Here, in FIG. 1, a motor 1 includes a control transistor Q1 which is a control element switched by a motor control circuit (hereinafter referred to as a control circuit) 2 which controls driving of the motor 1 and the like. It is connected in series with a detection resistor R which is a motor current detection means for detecting the current I.

When a motor drive signal is input to the control circuit 1 by operating a switch (not shown) or the like,
The control circuit 2 turns on the control transistor Q1 so that the motor 1 is energized and the motor 1 starts driving.

On the other hand, the detection resistor R is connected to a comparator 3, which has a reference voltage Vref.
And the voltage drop in the detection resistor R are compared, and when the voltage drop is smaller than the reference voltage Vref, it is turned off, and the energization stopping transistor Q2 connected to the comparator 3 is turned off. In addition,
When the energization stopping transistor Q2 is off, the control transistor Q1 remains on and the motor 1 continues to be energized.

However, when the motor current I exceeds the reference value for some reason and the voltage drop becomes larger than the reference voltage Vref, the comparator 3 reverses and becomes O.
Then, the power supply stop transistor Q2 is turned on.

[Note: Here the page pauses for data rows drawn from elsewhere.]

//! Domain types shared by the evaluator, the hasher and the stores.

use chrono::{DateTime, Utc};
use serde::{Deserialize, Serialize};
use std::fmt;
use std::str::FromStr;

use crate::error::StoreError;
use crate::hasher::{Digest, Salt};

/// Strength tier derived from the number of satisfied policy rules.
#[derive(Debug, Clone, Copy, PartialEq, Eq, Hash, Serialize, Deserialize)]
pub enum StrengthTier {
    Weak,
    Moderate,
    Strong,
}

impl StrengthTier {
    /// Maps a policy score (0..=5) to a tier.
    pub fn from_score(score: usize) -> Self {
        match score {
            0..=2 => StrengthTier::Weak,
            3 => StrengthTier::Moderate,
            _ => StrengthTier::Strong,
        }
    }

    pub fn as_str(&self) -> &'static str {
        match self {
            StrengthTier::Weak => "Weak",
            StrengthTier::Moderate => "Moderate",
            StrengthTier::Strong => "Strong",
        }
    }
}

impl fmt::Display for StrengthTier {
    fn fmt(&self, f: &mut fmt::Formatter<'_>) -> fmt::Result {
        f.write_str(self.as_str())
    }
}

impl FromStr for StrengthTier {
    type Err = StoreError;

    fn from_str(s: &str) -> Result<Self, Self::Err> {
        match s {
            "Weak" => Ok(StrengthTier::Weak),
            "Moderate" => Ok(StrengthTier::Moderate),
            "Strong" => Ok(StrengthTier::Strong),
            other => Err(StoreError::CorruptRecord(format!(
                "unknown strength tier '{}'",
                other
            ))),
        }
    }
}

/// A single unmet policy rule.
///
/// Variants are declared in rule order, which is also the order in which
/// they appear in a [`PolicyResult`].
#[derive(Debug, Clone, Copy, PartialEq, Eq, PartialOrd, Ord, Hash)]
pub enum Violation {
    TooShort,
    MissingUppercase,
    MissingLowercase,
    MissingDigit,
    MissingSpecial,
}

impl Violation {
    pub fn message(&self) -> &'static str {
        match self {
            Violation::TooShort => "Password must be at least 8 characters long.",
            Violation::MissingUppercase => "Password must contain at least one uppercase letter.",
            Violation::MissingLowercase => "Password must contain at least one lowercase letter.",
            Violation::MissingDigit => "Password must contain at least one digit.",
            Violation::MissingSpecial => "Password must contain at least one special character.",
        }
    }
}

impl fmt::Display for Violation {
    fn fmt(&self, f: &mut fmt::Formatter<'_>) -> fmt::Result {
        f.write_str(self.message())
    }
}

/// Outcome of evaluating a password against the policy.
#[derive(Debug, Clone, PartialEq, Eq)]
pub struct PolicyResult {
    pub tier: StrengthTier,
    pub violations: Vec<Violation>,
}

impl PolicyResult {
    /// Number of satisfied rules.
    pub fn score(&self) -> usize {
        crate::evaluator::RULE_COUNT - self.violations.len()
    }

    pub fn violation_count(&self) -> u32 {
        self.violations.len() as u32
    }
}

/// A credential as written to the store. Never holds plaintext.
#[derive(Debug, Clone, PartialEq, Eq)]
pub struct CredentialRecord {
    pub username: String,
    pub digest: Digest,
    pub salt: Salt,
    pub strength_tier: StrengthTier,
    pub violation_count: u32,
    pub created_at: DateTime<Utc>,
}

impl CredentialRecord {
    pub fn stored(&self) -> StoredCredential {
        StoredCredential {
            digest: self.digest.clone(),
            salt: self.salt.clone(),
            strength_tier: self.strength_tier,
            violation_count: self.violation_count,
        }
    }
}

/// The part of a credential record that reuse checks and reports read back.
#[derive(Debug, Clone, PartialEq, Eq)]
pub struct StoredCredential {
    pub digest: Digest,
    pub salt: Salt,
    pub strength_tier: StrengthTier,
    pub violation_count: u32,
}

/// Timestamped snapshot of the tier distribution and violation total.
#[derive(Debug, Clone, PartialEq, Eq, Serialize, Deserialize)]
pub struct ReportRecord {
    pub report_time: DateTime<Utc>,
    pub weak_count: u64,
    pub moderate_count: u64,
    pub strong_count: u64,
    pub total_violations: u64,
}

impl ReportRecord {
    /// Number of credentials the report covers.
    pub fn population(&self) -> u64 {
        self.weak_count + self.moderate_count + self.strong_count
    }
}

In this case, the control transistor Q1 is turned off even though the control circuit 2 is operating.
Then, the power supply to the motor 1 is stopped. In addition, 4 is connected in parallel with the motor 1 and the O of the control transistor Q1 is
A flywheel diode for biasing the motor current I during FF.

[0008]

By the way, in such a conventional motor energization control circuit, when the motor is started,
As shown in FIG. 5, a starting current Ip having a magnitude close to the constraint flows through the control transistor. It should be noted that the starting current Ip decreases as the number of revolutions of the motor increases after starting the motor, and eventually reaches the rated current Ic, as shown in FIG.

Since the starting current Ip flows more than 10 times the rated current Ic depending on the type of motor,
In order to withstand this, the control transistor has a large capacity, and accordingly, there has been a problem that the energization control circuit becomes large and the price becomes expensive.

Therefore, conventionally, for example, a current (hereinafter referred to as a reference current) Ia for inverting a comparator is used as a starting current I.
There is a device in which the capacitance of the control transistor is set to be smaller than p so as to reduce the capacitance thereof.

By the way, in the case of such an energization control circuit, as shown in FIG. 6, after a fixed delay time (hereinafter referred to as OFF operation delay time) T1 has elapsed since the comparator was inverted and turned on, the control circuit is controlled. Since the transistor is turned off, the motor current I remains even after the comparator is turned on.
Is further increased by the OFF operation delay time T1.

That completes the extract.